Facial recognition systems don't store images of faces — they work with mathematical representations of facial geometry. Landmark detection algorithms identify the positions of key facial features (typically 68-468 points) in an image. Geometry measurements (distances, ratios, angles between these points) are then extracted and encoded into a face embedding. These geometric measurements are remarkably stable across different photographs of the same person: lighting, makeup, aging, and even minor surgery rarely change the fundamental geometric relationships enough to prevent matching. This stability is what makes biometric face scanning effective for NCII detection across differently-encoded or AI-generated versions of a victim's likeness.

Key facts about this term

  1. Facial geometry is unique and stable across images The geometric relationships between facial landmarks are as unique as fingerprints and remain consistent across variations in lighting, age, makeup, and image quality.
  2. Facial geometry is preserved in AI-generated deepfakes When AI generates a realistic face swap, it must preserve the target person's facial geometry to produce a convincing likeness. This is why biometric face matching detects deepfakes even when pixel-level hashing would miss them.
  3. Geometric measurements survive image re-encoding Re-encoding an image (changing resolution, format, or compression) changes pixels but not the underlying facial geometry. Biometric systems extract the same geometric measurements regardless of encoding.
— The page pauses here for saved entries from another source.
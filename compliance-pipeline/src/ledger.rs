//! Idempotency ledger
//!
//! Remembers which events already produced their business effect so that
//! redeliveries are acknowledged without running the effect again.

use crate::config::LedgerConfig;
use crate::types::{EventFamily, InboundEvent};
use chrono::{DateTime, Utc};
use resilience::TtlCache;
use tracing::debug;

/// Ledger of processed dedup keys with per-family TTLs
#[derive(Debug)]
pub struct IdempotencyLedger {
    entries: TtlCache<String, DateTime<Utc>>,
    config: LedgerConfig,
}

impl IdempotencyLedger {
    /// Create new ledger
    pub fn new(config: LedgerConfig) -> Self {
        let default_ttl = std::time::Duration::from_secs(config.default_ttl_secs);
        Self {
            entries: TtlCache::new(default_ttl, config.sweep_threshold),
            config,
        }
    }

    /// Dedup key: `<EVENT_TYPE>:<blake3(event_type|subject|occurred_at)>`
    ///
    /// Redeliveries of one occurrence share the key; distinct occurrences for
    /// the same subject differ by timestamp.
    pub fn dedup_key(event: &InboundEvent) -> String {
        let subject = event.subject_id().unwrap_or(&event.event_id);

        let mut hasher = blake3::Hasher::new();
        hasher.update(event.event_type.as_bytes());
        hasher.update(b"|");
        hasher.update(subject.as_bytes());
        hasher.update(b"|");
        hasher.update(event.occurred_at.to_rfc3339().as_bytes());

        format!("{}:{}", event.event_type, hasher.finalize().to_hex())
    }

    /// Whether the key's effect was already committed
    pub fn has_processed(&self, key: &str) -> bool {
        self.entries.contains(&key.to_string())
    }

    /// Record the key; call only after the effect committed
    pub fn mark_processed(&self, key: &str, family: EventFamily) {
        let swept = self.entries.insert_with_ttl(
            key.to_string(),
            Utc::now(),
            self.config.ttl_for(family),
        );
        if swept > 0 {
            debug!(swept, "Ledger swept expired keys");
        }
    }

    /// When the key was marked, if still live
    pub fn marked_at(&self, key: &str) -> Option<DateTime<Utc>> {
        self.entries.get(&key.to_string())
    }

    /// Drop expired keys
    pub fn sweep(&self) -> usize {
        self.entries.sweep()
    }

    /// Stored keys (expired-but-unswept included)
    pub fn len(&self) -> usize {
        self.entries.len()
    }

    /// Whether the ledger is empty
    pub fn is_empty(&self) -> bool {
        self.entries.is_empty()
    }
}

#[cfg(test)]
mod tests {
    use super::*;
    use chrono::TimeZone;
    use serde_json::{json, Map, Value};
    use std::collections::HashMap;

    fn event(id: &str, subject: &str, second: u32) -> InboundEvent {
        let payload: Map<String, Value> = json!({ "subjectId": subject })
            .as_object()
            .cloned()
            .unwrap_or_default();
        InboundEvent::new(id, "SANCTIONS_HIT", payload)
            .occurred(Utc.with_ymd_and_hms(2026, 1, 15, 10, 0, second).unwrap())
    }

    #[test]
    fn test_dedup_key_shape_and_stability() {
        let first = event("E1", "C-1", 0);
        let key = IdempotencyLedger::dedup_key(&first);

        assert!(key.starts_with("SANCTIONS_HIT:"));
        assert_eq!(key.len(), "SANCTIONS_HIT:".len() + 64);
        assert_eq!(key, IdempotencyLedger::dedup_key(&first.redelivered()));
        assert_ne!(key, IdempotencyLedger::dedup_key(&event("E1", "C-1", 1)));
        assert_ne!(key, IdempotencyLedger::dedup_key(&event("E1", "C-2", 0)));
    }

    #[test]
    fn test_lookup_has_no_side_effect() {
        let ledger = IdempotencyLedger::new(LedgerConfig::default());
        let key = IdempotencyLedger::dedup_key(&event("E1", "C-1", 0));

        assert!(!ledger.has_processed(&key));
        assert!(!ledger.has_processed(&key));
        assert!(ledger.is_empty());

        ledger.mark_processed(&key, EventFamily::Alert);
        assert!(ledger.has_processed(&key));
        assert!(ledger.marked_at(&key).is_some());
    }

    #[test]
    fn test_expired_keys_are_absent_and_swept() {
        let mut family_ttl_secs = HashMap::new();
        family_ttl_secs.insert(EventFamily::Alert, 0);
        let ledger = IdempotencyLedger::new(LedgerConfig {
            default_ttl_secs: 3_600,
            family_ttl_secs,
            sweep_threshold: 100,
        });

        ledger.mark_processed("SANCTIONS_HIT:a", EventFamily::Alert);
        ledger.mark_processed("KYC_VIOLATION:b", EventFamily::Violation);

        assert!(!ledger.has_processed("SANCTIONS_HIT:a"));
        assert!(ledger.has_processed("KYC_VIOLATION:b"));
        assert_eq!(ledger.sweep(), 1);
        assert_eq!(ledger.len(), 1);
    }
}
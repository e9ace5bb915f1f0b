//! Metrics collection for observability
//!
//! The registry is owned by [`PipelineMetrics`] and injected into the
//! pipeline; nothing registers into the process-global default registry.
//!
//! # Metrics
//!
//! - `pipeline_events_total{family,outcome}` - Terminal outcomes
//! - `pipeline_retries_total{dependency}` - Attempts beyond the first
//! - `pipeline_dead_letters_total{family,emergency_level}` - Dead-lettered events
//! - `pipeline_sla_breaches_total{family}` - SLA breaches escalated
//! - `pipeline_circuit_state{dependency}` - 0 closed, 1 half-open, 2 open
//! - `pipeline_processing_duration_seconds{family}` - End-to-end latency
//! - `pipeline_ledger_entries` - Keys held by the idempotency ledger

use prometheus::{
    Encoder, HistogramOpts, HistogramVec, IntCounterVec, IntGauge, IntGaugeVec, Opts, Registry,
    TextEncoder,
};
use resilience::CircuitState;
use std::sync::Arc;

/// Pipeline metrics
#[derive(Clone)]
pub struct PipelineMetrics {
    /// Terminal outcomes per family
    pub events_total: IntCounterVec,

    /// Retries per dependency
    pub retries_total: IntCounterVec,

    /// Dead letters per family and urgency
    pub dead_letters_total: IntCounterVec,

    /// SLA breaches per family
    pub sla_breaches_total: IntCounterVec,

    /// Circuit state per dependency
    pub circuit_state: IntGaugeVec,

    /// Processing latency per family
    pub processing_duration: HistogramVec,

    /// Ledger size
    pub ledger_entries: IntGauge,

    registry: Arc<Registry>,
}

impl PipelineMetrics {
    /// Create metrics registered into a fresh registry
    pub fn new() -> prometheus::Result<Self> {
        Self::with_registry(Arc::new(Registry::new()))
    }

    /// Create metrics registered into `registry`
    pub fn with_registry(registry: Arc<Registry>) -> prometheus::Result<Self> {
        let events_total = IntCounterVec::new(
            Opts::new("pipeline_events_total", "Events reaching a terminal outcome"),
            &["family", "outcome"],
        )?;
        registry.register(Box::new(events_total.clone()))?;

        let retries_total = IntCounterVec::new(
            Opts::new("pipeline_retries_total", "Retry attempts beyond the first"),
            &["dependency"],
        )?;
        registry.register(Box::new(retries_total.clone()))?;

        let dead_letters_total = IntCounterVec::new(
            Opts::new("pipeline_dead_letters_total", "Events dead-lettered"),
            &["family", "emergency_level"],
        )?;
        registry.register(Box::new(dead_letters_total.clone()))?;

        let sla_breaches_total = IntCounterVec::new(
            Opts::new("pipeline_sla_breaches_total", "SLA breaches escalated"),
            &["family"],
        )?;
        registry.register(Box::new(sla_breaches_total.clone()))?;

        let circuit_state = IntGaugeVec::new(
            Opts::new(
                "pipeline_circuit_state",
                "Circuit breaker state (0 closed, 1 half-open, 2 open)",
            ),
            &["dependency"],
        )?;
        registry.register(Box::new(circuit_state.clone()))?;

        let processing_duration = HistogramVec::new(
            HistogramOpts::new(
                "pipeline_processing_duration_seconds",
                "End-to-end event processing latency",
            )
            .buckets(vec![0.001, 0.005, 0.010, 0.050, 0.100, 0.500, 1.0, 5.0, 30.0]),
            &["family"],
        )?;
        registry.register(Box::new(processing_duration.clone()))?;

        let ledger_entries = IntGauge::new(
            "pipeline_ledger_entries",
            "Keys held by the idempotency ledger",
        )?;
        registry.register(Box::new(ledger_entries.clone()))?;

        Ok(Self {
            events_total,
            retries_total,
            dead_letters_total,
            sla_breaches_total,
            circuit_state,
            processing_duration,
            ledger_entries,
            registry,
        })
    }

    /// Record a terminal outcome
    pub fn record_outcome(&self, family: &str, outcome: &str, duration_seconds: f64) {
        self.events_total
            .with_label_values(&[family, outcome])
            .inc();
        self.processing_duration
            .with_label_values(&[family])
            .observe(duration_seconds);
    }

    /// Record retries made against a dependency
    pub fn record_retries(&self, dependency: &str, attempts: u32) {
        if attempts > 1 {
            self.retries_total
                .with_label_values(&[dependency])
                .inc_by(u64::from(attempts - 1));
        }
    }

    /// Record a dead letter
    pub fn record_dead_letter(&self, family: &str, emergency_level: &str) {
        self.dead_letters_total
            .with_label_values(&[family, emergency_level])
            .inc();
    }

    /// Record an SLA breach
    pub fn record_sla_breach(&self, family: &str) {
        self.sla_breaches_total.with_label_values(&[family]).inc();
    }

    /// Update circuit state gauge
    pub fn set_circuit_state(&self, dependency: &str, state: CircuitState) {
        self.circuit_state
            .with_label_values(&[dependency])
            .set(state.as_gauge());
    }

    /// Update ledger size gauge
    pub fn set_ledger_entries(&self, entries: usize) {
        self.ledger_entries.set(entries as i64);
    }

    /// Get metrics registry
    pub fn registry(&self) -> &Registry {
        &self.registry
    }

    /// Text exposition of every metric
    pub fn render(&self) -> prometheus::Result<String> {
        let mut buffer = Vec::new();
        TextEncoder::new().encode(&self.registry.gather(), &mut buffer)?;
        String::from_utf8(buffer).map_err(|e| prometheus::Error::Msg(e.to_string()))
    }

    /// Unregister every collector, so the registry can be reused
    pub fn teardown(&self) -> prometheus::Result<()> {
        self.registry.unregister(Box::new(self.events_total.clone()))?;
        self.registry.unregister(Box::new(self.retries_total.clone()))?;
        self.registry
            .unregister(Box::new(self.dead_letters_total.clone()))?;
        self.registry
            .unregister(Box::new(self.sla_breaches_total.clone()))?;
        self.registry.unregister(Box::new(self.circuit_state.clone()))?;
        self.registry
            .unregister(Box::new(self.processing_duration.clone()))?;
        self.registry.unregister(Box::new(self.ledger_entries.clone()))?;
        Ok(())
    }
}

#[cfg(test)]
mod tests {
    use super::*;

    #[test]
    fn test_metrics_creation() {
        let metrics = PipelineMetrics::new().unwrap();
        metrics.record_outcome("alert", "processed", 0.02);
        metrics.record_retries("alert-service", 3);
        metrics.set_circuit_state("alert-service", CircuitState::Open);

        assert_eq!(
            metrics
                .events_total
                .with_label_values(&["alert", "processed"])
                .get(),
            1
        );
        assert_eq!(
            metrics
                .retries_total
                .with_label_values(&["alert-service"])
                .get(),
            2
        );

        let text = metrics.render().unwrap();
        assert!(text.contains("pipeline_events_total"));
        assert!(text.contains("pipeline_circuit_state{dependency=\"alert-service\"} 2"));
    }

    #[test]
    fn test_teardown_allows_reregistration() {
        let registry = Arc::new(Registry::new());
        let first = PipelineMetrics::with_registry(registry.clone()).unwrap();
        assert!(PipelineMetrics::with_registry(registry.clone()).is_err());

        first.teardown().unwrap();
        assert!(PipelineMetrics::with_registry(registry).is_ok());
    }
}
Frequently asked questions

Can plastic surgery fool facial geometry matching?

Minor aesthetic procedures rarely change fundamental geometric measurements. Significant reconstructive surgery can affect matching accuracy, though the core geometry (eye spacing, bone structure) typically remains identifiable.

Is twins' facial geometry distinguishable?

Modern facial recognition systems can distinguish identical twins with high accuracy because facial geometry includes subtle measurements that differ even between identical twins. However, confidence thresholds may be set lower for very similar faces.